Bruce, bored by the long wait, nudged the Scotchman’s inert fist with his cold nose, and sought to shake hands. This diversion brought the judge back to earth.
A gust of red rage set McGilead’s blood to swirling. On fierce impulse he straightened his bent figure and unveiled his sleepy-looking eyes in a glare of fury.
He laid both hands on the head of the gallant old dog whom he idolised.
“Bruce wins!” he proclaimed, his rasping voice as harsh as a file on rusty iron. “Bruce wins!”

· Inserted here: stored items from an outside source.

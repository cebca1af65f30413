//! Command Line Interface (CLI) layer for bgcrop.
//!
//! This module defines argument parsing (`args`), error types (`errors`),
//! and the orchestration logic (`runner`) for single-file and batch
//! processing flows. It wires user-provided options to the underlying
//! library functionality exposed via `bgcrop::api`.
pub mod args;
pub mod errors;
pub mod runner;

pub use args::CliArgs;
pub use runner::run;
use std::sync::Mutex;

use image::{DynamicImage, GrayImage, RgbaImage};
use tracing::{debug, info};

use crate::core::engine::InferenceEngine;
use crate::core::params::{CropConfig, Normalization};
use crate::core::pool::TensorPool;
use crate::core::processing::composite::composite_over;
use crate::core::processing::crop::crop;
use crate::core::processing::otsu::SigmoidLut;
use crate::core::processing::pipeline::binarize_logits;
use crate::core::processing::preprocess::preprocess_into;
use crate::core::processing::upsample::MaskUpsampler;
use crate::error::{Error, Result};
use crate::types::Rgb;

/// Background removal and smart crop driven by a segmentation model.
///
/// One `Remover` can be shared across threads: inference is serialized on an internal
/// lock, while preprocessing, compositing and the scratch pools run concurrently.
pub struct Remover {
    engine: Mutex<Box<dyn InferenceEngine>>,
    input_size: u32,
    normalization: Normalization,
    background: Rgb,
    lut: &'static SigmoidLut,
    tensors: TensorPool,
    upsampler: MaskUpsampler,
}

impl Remover {
    pub fn new(engine: Box<dyn InferenceEngine>) -> Self {
        let input_size = engine.input_size();
        Self {
            engine: Mutex::new(engine),
            input_size,
            normalization: Normalization::IMAGENET,
            background: Rgb::WHITE,
            lut: SigmoidLut::shared(),
            tensors: TensorPool::new(),
            upsampler: MaskUpsampler::new(),
        }
    }

    /// Load an ONNX model with tract.
    #[cfg(feature = "onnx")]
    pub fn from_model_path<P: AsRef<std::path::Path>>(path: P, input_size: u32) -> Result<Self> {
        let engine = crate::core::engine::TractEngine::load(path, input_size)?;
        Ok(Self::new(Box::new(engine)))
    }

    pub fn with_normalization(mut self, normalization: Normalization) -> Self {
        self.normalization = normalization;
        self
    }

    pub fn with_background(mut self, background: Rgb) -> Self {
        self.background = background;
        self
    }

    pub fn input_size(&self) -> u32 {
        self.input_size
    }

    pub fn background(&self) -> Rgb {
        self.background
    }

    pub fn tensor_pool(&self) -> &TensorPool {
        &self.tensors
    }

    /// Binary 0/255 mask at model resolution (`input_size × input_size`).
    pub fn predict_mask(&self, image: &DynamicImage) -> Result<GrayImage> {
        let side = self.input_size;
        let mut bufs = self.tensors.take();
        bufs.prepare(side as usize);
        let bufs = &mut *bufs;

        preprocess_into(image, side, &self.normalization, &mut bufs.input)?;
        {
            let mut engine = self
                .engine
                .lock()
                .map_err(|_| Error::inference("inference engine lock poisoned"))?;
            engine.infer(bufs.input.view(), &mut bufs.output)?;
        }
        debug!("Inference produced {} values", bufs.output.len());

        binarize_logits(self.lut, &bufs.output, side)
    }

    /// Model mask resized to the image and softened at the edges.
    pub fn refined_mask(&self, image: &DynamicImage) -> Result<GrayImage> {
        let mask = self.predict_mask(image)?;
        Ok(self
            .upsampler
            .upsample(&mask, image.width(), image.height()))
    }

    /// Subject composited over the configured background at the original size.
    pub fn remove_background(&self, image: &DynamicImage) -> Result<RgbaImage> {
        self.remove_background_over(image, self.background)
    }

    pub fn remove_background_over(
        &self,
        image: &DynamicImage,
        background: Rgb,
    ) -> Result<RgbaImage> {
        let mask = self.refined_mask(image)?;
        let out = composite_over(image, &mask, background)?;
        info!(
            "Removed background from {}x{} image",
            image.width(),
            image.height()
        );
        Ok(out)
    }

    /// Crop around the subject the model finds.
    pub fn smart_crop(&self, image: &DynamicImage, config: &CropConfig) -> Result<RgbaImage> {
        let mask = self.predict_mask(image)?;
        let side = self.input_size as f64;
        let scale_x = image.width() as f64 / side;
        let scale_y = image.height() as f64 / side;
        crop(image, Some(&mask), config, scale_x, scale_y)
    }
}
//! Mask and image processing stages. Everything here is free of model specifics and works
//! on `image` buffers; the model-facing steps live in `preprocess` and `pipeline`.
pub mod composite;
pub mod crop;
pub mod mask;
pub mod ops;
pub mod otsu;
pub mod pipeline;
pub mod preprocess;
pub mod resize;
pub mod save;
pub mod upsample;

Wheeling on the Master, he croaked, in that same strained, rasping shout, the scrap of a schooldays’ quotation which had come often to his memory of late.
“‘It’s safer playing with the lion’s whelp than with the old lion dying!’” he mouthed. “Bruce wins! Retire him, now! ‘Youth will be served.’ But not till us oldsters are out of the way. Clear the ring!”
As he stamped from the enclosure he was buttonholed by a sporty-looking man whom he had met at many a show.
“Mr. McGilead,” began the man, respectfully, “the Collie Club of the Union has appointed me a committee of one to engage you for judge at our annual show in November. Some of the members suggested a younger man. But the Old Guard held out for you. I was going to write, but—”
“It’d have done you no good!” growled McGilead, sick with shame. “Let me alone!”